Abbreviations: KV, known variant (positive-control variant); VV, validated recurring variant.

To further evaluate the reliability of our approach for all validated and positive-control variants, we compared the actual allele fractions (based on Sanger sequencing) with AARF (based on pooled sequencing). As shown in Fig. 1C, both values are strongly correlated (0.97). We also compared the frequency of recurring variants determined by pooled sequencing with AF in European population controls (n = ∼100,000) in gnomAD. For the comparison, we selected 68 variants (44 substitutions and 24 indels) present in the control population with a frequency of at least 0.001, which value roughly corresponds to an expected single alternative allele in our cohort of 400 samples. Despite the fact that our cohort (polish population) is not perfectly represented by the general European gnomAD population, the comparison showed a very high concordance for the substitution variants (R2 = 0.95; Fig. 1D; Supplementary Table S5) and was only slightly lower when indel variants were included (R2 = 0.85). The lower concordance for the indel variants most likely results from the fact that a large proportion of indels were multiallelic variants, located in a streach of low-complexity sequences that still represent a challenge for NGS technology/algorithms and may generate artifacts both in our analysis and in the database.
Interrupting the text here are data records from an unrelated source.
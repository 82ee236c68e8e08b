use parking_lot::Mutex;
use serde::{Deserialize, Serialize};
use std::collections::VecDeque;
use std::sync::atomic::{AtomicBool, AtomicU64, Ordering};
use std::sync::Arc;
use tokio::sync::Notify;

use crate::batch::{BatchId, BatchStatus};
use crate::error::JobError;
use crate::job::{Job, JobId, JobProgress, JobState};

/// Everything an observer can learn about the queue.
#[derive(Debug, Clone, Serialize, Deserialize)]
pub enum QueueEvent {
    /// A job entered the queue. Carries the initial snapshot.
    JobAdded { job: Box<Job> },
    /// A state transition, delivered exactly once and in order.
    StateChanged {
        job_id: JobId,
        batch_id: BatchId,
        from: JobState,
        to: JobState,
        error: Option<JobError>,
    },
    /// Progress within the current stage. May be coalesced under back-pressure.
    Progress { job_id: JobId, progress: JobProgress },
    /// Metadata or retry bookkeeping changed without a state change.
    JobUpdated { job: Box<Job> },
    /// A queued job moved to a new position in the pending order.
    Reordered { job_id: JobId, position: usize },
    /// Terminal job dropped from the in-memory queue.
    JobRemoved { job_id: JobId },
    BatchChanged {
        batch_id: BatchId,
        status: BatchStatus,
        job_count: usize,
    },
}

impl QueueEvent {
    pub fn job_id(&self) -> Option<JobId> {
        match self {
            QueueEvent::JobAdded { job } | QueueEvent::JobUpdated { job } => Some(job.id),
            QueueEvent::StateChanged { job_id, .. }
            | QueueEvent::Progress { job_id, .. }
            | QueueEvent::Reordered { job_id, .. }
            | QueueEvent::JobRemoved { job_id } => Some(*job_id),
            QueueEvent::BatchChanged { .. } => None,
        }
    }

    pub fn is_progress(&self) -> bool {
        matches!(self, QueueEvent::Progress { .. })
    }
}

#[derive(Debug)]
struct Mailbox {
    events: Mutex<VecDeque<QueueEvent>>,
    notify: Notify,
    capacity: usize,
    closed: AtomicBool,
    dropped_receiver: AtomicBool,
    coalesced: AtomicU64,
}

impl Mailbox {
    /// Never blocks. Over capacity, a progress event replaces the newest pending
    /// progress event of the same job, as long as no other event for that job
    /// sits behind it. Everything else is always queued.
    fn push(&self, event: QueueEvent) {
        {
            let mut events = self.events.lock();
            if events.len() >= self.capacity && event.is_progress() {
                let job_id = event.job_id();
                let slot = events
                    .iter()
                    .rposition(|pending| pending.job_id() == job_id)
                    .filter(|&i| events[i].is_progress());
                if let Some(i) = slot {
                    events[i] = event;
                    self.coalesced.fetch_add(1, Ordering::Relaxed);
                    return;
                }
            }
            events.push_back(event);
        }
        self.notify.notify_one();
    }
}

/// Fan-out of queue events to every live subscription.
#[derive(Debug)]
pub struct EventBus {
    subscribers: Mutex<Vec<Arc<Mailbox>>>,
    capacity: usize,
}

impl EventBus {
    pub fn new(capacity: usize) -> Self {
        Self {
            subscribers: Mutex::new(Vec::new()),
            capacity: capacity.max(1),
        }
    }

    pub fn subscribe(&self) -> Subscription {
        let mailbox = Arc::new(Mailbox {
            events: Mutex::new(VecDeque::new()),
            notify: Notify::new(),
            capacity: self.capacity,
            closed: AtomicBool::new(false),
            dropped_receiver: AtomicBool::new(false),
            coalesced: AtomicU64::new(0),
        });
        self.subscribers.lock().push(mailbox.clone());
        Subscription { mailbox }
    }

    pub fn publish(&self, event: QueueEvent) {
        let mut subscribers = self.subscribers.lock();
        subscribers.retain(|mailbox| !mailbox.dropped_receiver.load(Ordering::Acquire));
        if let Some((last, rest)) = subscribers.split_last() {
            for mailbox in rest {
                mailbox.push(event.clone());
            }
            last.push(event);
        }
    }

    /// Subscriptions drain what is already queued and then end.
    pub fn close(&self) {
        for mailbox in self.subscribers.lock().drain(..) {
            mailbox.closed.store(true, Ordering::Release);
            mailbox.notify.notify_one();
        }
    }

    pub fn subscriber_count(&self) -> usize {
        self.subscribers
            .lock()
            .iter()
            .filter(|m| !m.dropped_receiver.load(Ordering::Acquire))
            .count()
    }
}

/// Receiving end of an observer registration.
#[derive(Debug)]
pub struct Subscription {
    mailbox: Arc<Mailbox>,
}

impl Subscription {
    /// Next event, or `None` once the engine stopped and everything was delivered.
    pub async fn recv(&mut self) -> Option<QueueEvent> {
        loop {
            if let Some(event) = self.try_recv() {
                return Some(event);
            }
            if self.mailbox.closed.load(Ordering::Acquire) {
                return self.try_recv();
            }
            self.mailbox.notify.notified().await;
        }
    }

    pub fn try_recv(&mut self) -> Option<QueueEvent> {
        self.mailbox.events.lock().pop_front()
    }

    pub fn pending(&self) -> usize {
        self.mailbox.events.lock().len()
    }

    /// Progress events replaced by newer ones because this subscriber fell behind.
    pub fn coalesced(&self) -> u64 {
        self.mailbox.coalesced.load(Ordering::Relaxed)
    }
}

impl Drop for Subscription {
    fn drop(&mut self) {
        self.mailbox.dropped_receiver.store(true, Ordering::Release);
    }
}

#[cfg(test)]
mod tests {
    use super::*;
    use crate::job::Stage;

    fn progress(job_id: JobId, bytes: u64) -> QueueEvent {
        let mut progress = JobProgress::starting(Stage::Download, 1);
        progress.downloaded_bytes = bytes;
        QueueEvent::Progress { job_id, progress }
    }

    fn state(job_id: JobId, from: JobState, to: JobState) -> QueueEvent {
        QueueEvent::StateChanged {
            job_id,
            batch_id: BatchId::new(),
            from,
            to,
            error: None,
        }
    }

    fn bytes_of(event: &QueueEvent) -> u64 {
        match event {
            QueueEvent::Progress { progress, .. } => progress.downloaded_bytes,
            other => panic!("expected progress, got {other:?}"),
        }
    }

    #[tokio::test]
    async fn delivers_in_publish_order() {
        let bus = EventBus::new(16);
        let mut sub = bus.subscribe();
        let id = JobId::new();

        bus.publish(state(id, JobState::Queued, JobState::Resolving));
        bus.publish(state(id, JobState::Resolving, JobState::Downloading));
        bus.publish(progress(id, 10));

        assert!(matches!(
            sub.recv().await,
            Some(QueueEvent::StateChanged { to: JobState::Resolving, .. })
        ));
        assert!(matches!(
            sub.recv().await,
            Some(QueueEvent::StateChanged { to: JobState::Downloading, .. })
        ));
        assert_eq!(bytes_of(&sub.recv().await.unwrap()), 10);
    }

    #[test]
    fn full_queue_coalesces_progress_latest_wins() {
        let bus = EventBus::new(2);
        let mut sub = bus.subscribe();
        let id = JobId::new();

        bus.publish(progress(id, 1));
        bus.publish(progress(id, 2));
        bus.publish(progress(id, 3));
        bus.publish(progress(id, 4));

        assert_eq!(sub.pending(), 2);
        assert_eq!(sub.coalesced(), 2);
        assert_eq!(bytes_of(&sub.try_recv().unwrap()), 1);
        assert_eq!(bytes_of(&sub.try_recv().unwrap()), 4);
    }

    #[test]
    fn state_changes_are_never_dropped() {
        let bus = EventBus::new(1);
        let mut sub = bus.subscribe();
        let id = JobId::new();

        bus.publish(progress(id, 1));
        bus.publish(state(id, JobState::Downloading, JobState::Paused));
        bus.publish(state(id, JobState::Paused, JobState::Downloading));
        bus.publish(progress(id, 2));
        bus.publish(progress(id, 3));

        let events: Vec<_> = std::iter::from_fn(|| sub.try_recv()).collect();
        assert_eq!(events.len(), 4);
        assert_eq!(bytes_of(&events[0]), 1);
        assert!(matches!(events[1], QueueEvent::StateChanged { to: JobState::Paused, .. }));
        assert!(matches!(events[2], QueueEvent::StateChanged { to: JobState::Downloading, .. }));
        assert_eq!(bytes_of(&events[3]), 3);
    }

    #[test]
    fn progress_never_jumps_ahead_of_a_state_change() {
        let bus = EventBus::new(2);
        let mut sub = bus.subscribe();
        let id = JobId::new();

        bus.publish(progress(id, 1));
        bus.publish(state(id, JobState::Downloading, JobState::PostProcessing));
        bus.publish(progress(id, 2));

        let events: Vec<_> = std::iter::from_fn(|| sub.try_recv()).collect();
        assert_eq!(events.len(), 3);
        assert_eq!(bytes_of(&events[2]), 2);
    }

    #[test]
    fn other_jobs_progress_is_not_merged() {
        let bus = EventBus::new(1);
        let mut sub = bus.subscribe();
        let (a, b) = (JobId::new(), JobId::new());

        bus.publish(progress(a, 1));
        bus.publish(progress(b, 7));
        bus.publish(progress(a, 2));

        let events: Vec<_> = std::iter::from_fn(|| sub.try_recv()).collect();
        assert_eq!(events.len(), 2);
        assert_eq!(events[0].job_id(), Some(a));
        assert_eq!(events[1].job_id(), Some(b));
        assert_eq!(bytes_of(&events[1]), 7);
    }

    #[tokio::test]
    async fn close_ends_subscription_after_draining() {
        let bus = EventBus::new(4);
        let mut sub = bus.subscribe();
        bus.publish(progress(JobId::new(), 5));
        bus.close();

        assert!(sub.recv().await.is_some());
        assert!(sub.recv().await.is_none());
    }

    #[test]
    fn dropped_subscriptions_are_pruned() {
        let bus = EventBus::new(4);
        let sub = bus.subscribe();
        let _other = bus.subscribe();
        assert_eq!(bus.subscriber_count(), 2);
        drop(sub);
        bus.publish(progress(JobId::new(), 1));
        assert_eq!(bus.subscriber_count(), 1);
    }
}
/// Map yt-dlp's stderr to the backend error taxonomy.
pub fn classify_stderr(stderr: &str) -> BackendError {
    let message = stderr
        .lines()
        .rev()
        .find(|l| !l.trim().is_empty())
        .unwrap_or("yt-dlp failed")
        .trim()
        .trim_start_matches("ERROR:")
        .trim()
        .to_string();
    let lower = stderr.to_lowercase();

    if lower.contains("http error 429") || lower.contains("too many requests") {
        BackendError::RateLimited(message)
    } else if lower.contains("requested format is not available") {
        BackendError::FormatUnavailable(message)
    } else if lower.contains("unsupported url") {
        BackendError::Unsupported(message)
    } else if lower.contains("video unavailable")
        || lower.contains("private video")
        || lower.contains("has been removed")
        || lower.contains("http error 404")
        || lower.contains("does not exist")
    {
        BackendError::NotFound(message)
    } else if lower.contains("no space left") {
        BackendError::Io(std::io::Error::new(std::io::ErrorKind::Other, message))
    } else if lower.contains("timed out") || lower.contains("timeout") {
        BackendError::Network(message)
    } else if lower.contains("unable to download")
        || lower.contains("connection")
        || lower.contains("temporary failure")
        || lower.contains("http error 5")
    {
        BackendError::Network(message)
    } else {
        BackendError::Unsupported(message)
    }
}
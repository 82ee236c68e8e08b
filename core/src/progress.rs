use std::time::Duration;
use tokio::time::Instant;

use crate::batch::{Batch, BatchProgress, BatchStatus};
use crate::job::{Job, JobProgress, JobState, Stage};

/// Weight of the newest sample in the exponential moving average.
const SPEED_SMOOTHING: f64 = 0.3;

/// Smoothed transfer speed.
#[derive(Debug, Clone)]
pub struct SpeedMeter {
    smoothed: Option<f64>,
    last_sample: Option<(Instant, u64)>,
}

impl SpeedMeter {
    pub fn new() -> Self {
        Self {
            smoothed: None,
            last_sample: None,
        }
    }

    /// Feed the running byte total observed at `now`.
    pub fn sample(&mut self, now: Instant, total_bytes: u64) -> f64 {
        if let Some((at, bytes)) = self.last_sample {
            let dt = now.saturating_duration_since(at).as_secs_f64();
            if dt > 0.0 {
                let instant = total_bytes.saturating_sub(bytes) as f64 / dt;
                self.smoothed = Some(match self.smoothed {
                    Some(prev) => SPEED_SMOOTHING * instant + (1.0 - SPEED_SMOOTHING) * prev,
                    None => instant,
                });
                self.last_sample = Some((now, total_bytes));
            }
        } else {
            self.last_sample = Some((now, total_bytes));
        }
        self.speed()
    }

    pub fn speed(&self) -> f64 {
        self.smoothed.unwrap_or(0.0)
    }
}

impl Default for SpeedMeter {
    fn default() -> Self {
        Self::new()
    }
}

/// Tracks one stage instance of one job and decides when a report is due.
///
/// A report is due when `interval` has passed since the last one or
/// `byte_step` bytes arrived since the last one, whichever comes first.
#[derive(Debug)]
pub struct ProgressTracker {
    stage: Stage,
    attempt: u32,
    started: Instant,
    interval: Duration,
    byte_step: u64,
    downloaded: u64,
    total: Option<u64>,
    percent_override: Option<f64>,
    last_emit: Option<(Instant, u64)>,
    meter: SpeedMeter,
}

impl ProgressTracker {
    pub fn new(stage: Stage, attempt: u32, interval: Duration, byte_step: u64) -> Self {
        let started = Instant::now();
        let mut meter = SpeedMeter::new();
        meter.sample(started, 0);
        Self {
            stage,
            attempt,
            started,
            interval,
            byte_step: byte_step.max(1),
            downloaded: 0,
            total: None,
            percent_override: None,
            last_emit: None,
            meter,
        }
    }

    /// Continue counting from a preserved byte offset.
    pub fn resume_from(&mut self, offset: u64) {
        self.downloaded = offset;
        self.meter = SpeedMeter::new();
        self.meter.sample(Instant::now(), offset);
    }

    pub fn set_total(&mut self, total: Option<u64>) {
        if total.is_some() {
            self.total = total;
        }
    }

    pub fn downloaded(&self) -> u64 {
        self.downloaded
    }

    /// Count `bytes` more and return a report if one is due.
    pub fn advance(&mut self, bytes: u64) -> Option<JobProgress> {
        self.downloaded += bytes;
        let now = Instant::now();
        self.meter.sample(now, self.downloaded);
        if self.is_due(now) {
            Some(self.emit(now))
        } else {
            None
        }
    }

    /// Stage-relative percentage reported by a tool that does not count bytes.
    pub fn set_percent(&mut self, percent: f64) -> Option<JobProgress> {
        let percent = percent.clamp(0.0, 100.0);
        if self.percent_override.is_some_and(|p| p >= percent) {
            return None;
        }
        self.percent_override = Some(percent);
        let now = Instant::now();
        let due = self
            .last_emit
            .map_or(true, |(at, _)| now.saturating_duration_since(at) >= self.interval);
        if due || percent >= 100.0 {
            Some(self.emit(now))
        } else {
            None
        }
    }

    /// Report regardless of throttling, e.g. at the end of a stage.
    pub fn flush(&mut self) -> JobProgress {
        self.emit(Instant::now())
    }

    fn is_due(&self, now: Instant) -> bool {
        match self.last_emit {
            None => true,
            Some((at, bytes)) => {
                now.saturating_duration_since(at) >= self.interval
                    || self.downloaded.saturating_sub(bytes) >= self.byte_step
            }
        }
    }

    fn emit(&mut self, now: Instant) -> JobProgress {
        self.last_emit = Some((now, self.downloaded));
        let speed = self.meter.speed();
        let percent = match (self.percent_override, self.total) {
            (Some(p), _) => p,
            (None, Some(total)) if total > 0 => {
                (self.downloaded as f64 / total as f64 * 100.0).min(100.0)
            }
            _ => 0.0,
        };
        let eta_secs = self.total.and_then(|total| {
            (speed > 0.0).then(|| (total.saturating_sub(self.downloaded) as f64 / speed).ceil() as u64)
        });

        JobProgress {
            stage: self.stage,
            attempt: self.attempt,
            downloaded_bytes: self.downloaded,
            total_bytes: self.total,
            percent,
            speed_bps: speed,
            eta_secs,
            elapsed_ms: now.saturating_duration_since(self.started).as_millis() as u64,
        }
    }
}

/// Fraction of a job's work that is done, 0.0 to 1.0.
fn job_fraction(job: &Job) -> f64 {
    match job.state {
        JobState::Completed | JobState::Failed | JobState::Cancelled => 1.0,
        JobState::PostProcessing => 1.0,
        JobState::Downloading | JobState::Paused => job
            .progress
            .as_ref()
            .filter(|p| p.stage == Stage::Download)
            .map_or(0.0, |p| (p.percent / 100.0).clamp(0.0, 1.0)),
        JobState::Queued | JobState::Resolving => 0.0,
    }
}

/// Aggregate progress of a batch from the current state of its members.
///
/// Members are weighted by their byte size. Members whose size is unknown
/// count as the mean of the known sizes, or all count equally when no size is
/// known.
pub fn aggregate_batch<'a>(batch: &Batch, members: impl IntoIterator<Item = &'a Job>) -> BatchProgress {
    let members: Vec<&Job> = members.into_iter().collect();

    let known: Vec<u64> = members
        .iter()
        .filter_map(|job| job.progress.as_ref().and_then(|p| p.total_bytes))
        .filter(|&total| total > 0)
        .collect();
    let default_weight = if known.is_empty() {
        1.0
    } else {
        known.iter().sum::<u64>() as f64 / known.len() as f64
    };

    let mut progress = BatchProgress {
        total_jobs: members.len(),
        expanding: matches!(batch.status, BatchStatus::Expanding),
        ..Default::default()
    };

    let mut weight_sum = 0.0;
    let mut done_sum = 0.0;
    let mut latest_start = None;

    for job in &members {
        let weight = job
            .progress
            .as_ref()
            .and_then(|p| p.total_bytes)
            .filter(|&total| total > 0)
            .map_or(default_weight, |total| total as f64);
        weight_sum += weight;
        done_sum += weight * job_fraction(job);

        match job.state {
            JobState::Completed => progress.completed_jobs += 1,
            JobState::Failed => progress.failed_jobs += 1,
            JobState::Cancelled => progress.cancelled_jobs += 1,
            state if state.is_active() => {
                progress.active_jobs += 1;
                if let Some(p) = &job.progress {
                    progress.speed_bps += p.speed_bps;
                }
                if job.started_at >= latest_start {
                    latest_start = job.started_at;
                    progress.current_item = Some(job.display_name().to_string());
                }
            }
            _ => {}
        }

        if let Some(p) = &job.progress {
            if !job.state.is_terminal() || job.state == JobState::Completed {
                progress.downloaded_bytes += p.downloaded_bytes;
            }
        }
    }

    if weight_sum > 0.0 {
        progress.overall_progress = (done_sum / weight_sum * 100.0).clamp(0.0, 100.0);
    } else if !progress.expanding {
        progress.overall_progress = 100.0;
    }

    if progress.speed_bps > 0.0 && known.len() == members.len() && !members.is_empty() {
        let remaining = weight_sum - done_sum;
        progress.eta_secs = Some((remaining / progress.speed_bps).ceil() as u64);
    }

    progress
}

#[cfg(test)]
mod tests {
    use super::*;
    use crate::batch::BatchKind;
    use crate::job::JobRequest;
    use crate::quality::FormatSelection;
    use std::path::PathBuf;

    fn job(batch: &Batch, state: JobState, total: Option<u64>, percent: f64) -> Job {
        let request = JobRequest {
            download_type: Default::default(),
            selection: FormatSelection::default(),
            trim: None,
            audio_codec: Default::default(),
            output_dir: PathBuf::from("/tmp"),
            output_template: "{title}.{ext}".into(),
        };
        let mut job = Job::new(batch.id, "https://example.com/v", &request);
        job.state = state;
        let mut progress = JobProgress::starting(Stage::Download, 1);
        progress.total_bytes = total;
        progress.percent = percent;
        job.progress = Some(progress);
        job
    }

    #[tokio::test(start_paused = true)]
    async fn speed_is_smoothed() {
        let mut meter = SpeedMeter::new();
        let start = Instant::now();
        meter.sample(start, 0);
        let first = meter.sample(start + Duration::from_secs(1), 1000);
        assert_eq!(first, 1000.0);

        let second = meter.sample(start + Duration::from_secs(2), 4000);
        // 0.3 * 3000 + 0.7 * 1000
        assert!((second - 1600.0).abs() < 1e-6);
    }

    #[tokio::test(start_paused = true)]
    async fn reports_are_throttled_by_time_and_bytes() {
        let mut tracker = ProgressTracker::new(Stage::Download, 1, Duration::from_millis(250), 1000);
        tracker.set_total(Some(10_000));

        assert!(tracker.advance(10).is_some(), "first chunk always reports");
        assert!(tracker.advance(10).is_none());

        let by_bytes = tracker.advance(1000).expect("byte step reached");
        assert_eq!(by_bytes.downloaded_bytes, 1020);

        tokio::time::advance(Duration::from_millis(300)).await;
        let by_time = tracker.advance(1).expect("interval elapsed");
        assert_eq!(by_time.downloaded_bytes, 1021);
        assert!(by_time.elapsed_ms >= 300);
    }

    #[tokio::test(start_paused = true)]
    async fn percent_and_eta_follow_total() {
        let mut tracker = ProgressTracker::new(Stage::Download, 2, Duration::ZERO, 1);
        tracker.set_total(Some(1000));
        tokio::time::advance(Duration::from_secs(1)).await;
        let report = tracker.advance(500).unwrap();
        assert_eq!(report.attempt, 2);
        assert_eq!(report.percent, 50.0);
        assert_eq!(report.eta_secs, Some(1));
    }

    #[tokio::test(start_paused = true)]
    async fn tool_percent_never_goes_backwards() {
        let mut tracker = ProgressTracker::new(Stage::PostProcess, 1, Duration::ZERO, 1);
        assert_eq!(tracker.set_percent(40.0).unwrap().percent, 40.0);
        assert!(tracker.set_percent(30.0).is_none());
        assert_eq!(tracker.set_percent(100.0).unwrap().percent, 100.0);
    }

    #[test]
    fn aggregate_weights_by_bytes() {
        let batch = Batch::new(BatchKind::UrlList, "list");
        let jobs = vec![
            job(&batch, JobState::Completed, Some(300), 100.0),
            job(&batch, JobState::Downloading, Some(100), 50.0),
        ];
        let progress = aggregate_batch(&batch, &jobs);
        assert_eq!(progress.total_jobs, 2);
        assert_eq!(progress.completed_jobs, 1);
        assert_eq!(progress.active_jobs, 1);
        // (300 + 50) / 400
        assert!((progress.overall_progress - 87.5).abs() < 1e-9);
    }

    #[test]
    fn unknown_sizes_count_as_the_mean_known_size() {
        let batch = Batch::new(BatchKind::UrlList, "list");
        let jobs = vec![
            job(&batch, JobState::Completed, Some(200), 100.0),
            job(&batch, JobState::Queued, None, 0.0),
        ];
        let progress = aggregate_batch(&batch, &jobs);
        assert!((progress.overall_progress - 50.0).abs() < 1e-9);
        assert!(progress.eta_secs.is_none());
    }

    #[test]
    fn failed_members_do_not_block_completion() {
        let batch = Batch::new(BatchKind::Playlist, "pl");
        let mut ready = batch.clone();
        ready.status = BatchStatus::Ready;
        let jobs = vec![
            job(&ready, JobState::Completed, None, 100.0),
            job(&ready, JobState::Failed, None, 0.0),
        ];
        let progress = aggregate_batch(&ready, &jobs);
        assert!(progress.is_finished());
        assert_eq!(progress.overall_progress, 100.0);

        assert!(!aggregate_batch(&batch, &jobs).is_finished());
    }
}
use std::time::Duration;

use crate::error::{ErrorKind, JobError};

/// Exponential backoff: wait `base`, then `2 * base`, `4 * base`, ... between attempts.
#[derive(Debug, Clone, Copy, PartialEq, Eq)]
pub struct RetryPolicy {
    /// Total attempts including the first one.
    pub max_attempts: u32,
    pub base_delay: Duration,
}

/// What the executor should do after an attempt failed.
#[derive(Debug, Clone, PartialEq)]
pub enum RetryDecision {
    RetryAfter(Duration),
    GiveUp(JobError),
}

impl RetryPolicy {
    pub fn new(max_attempts: u32, base_delay: Duration) -> Self {
        Self {
            max_attempts: max_attempts.max(1),
            base_delay,
        }
    }

    /// Delay to wait before attempt number `next_attempt` (1-based). The first attempt never waits.
    pub fn delay_before(&self, next_attempt: u32) -> Duration {
        if next_attempt <= 1 {
            return Duration::ZERO;
        }
        let exponent = (next_attempt - 2).min(16);
        self.base_delay.saturating_mul(1u32 << exponent)
    }

    /// Decide after `attempt` (1-based) failed with `error`.
    pub fn decide(&self, attempt: u32, error: JobError) -> RetryDecision {
        if error.kind == ErrorKind::Transient && attempt < self.max_attempts {
            RetryDecision::RetryAfter(self.delay_before(attempt + 1))
        } else {
            RetryDecision::GiveUp(error)
        }
    }
}

impl Default for RetryPolicy {
    fn default() -> Self {
        Self::new(3, Duration::from_secs(1))
    }
}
Characteristic of identified true rare variants

In total, 15 true rare variants were detected in the four analyzed genes in 15/393 (3.8%) patients with ovarian cancer. Of the 15 variants, 6 were found in BARD1 (5 unique), 6 in PRDM9 (5 unique), 2 in RCC1 (1 unique), and 1 in RECQL. Six variants (5 unique) and 9 variants (7 unique) were silent and missense variants, respectively. Most of the variants were previously reported in population controls (gnomAD) [exceptions constitute two variants in BARD1 not reported in gnomAD but reported in Clinvar, that is, c.843A>G (p.Pro281=), and c.1361C>T; (p.Pro454Leu)]. BARD1 variants (except the c.843A>G) were also reported previously in literature in patients with breast cancer and/or ovarian cancer (27, 39–45).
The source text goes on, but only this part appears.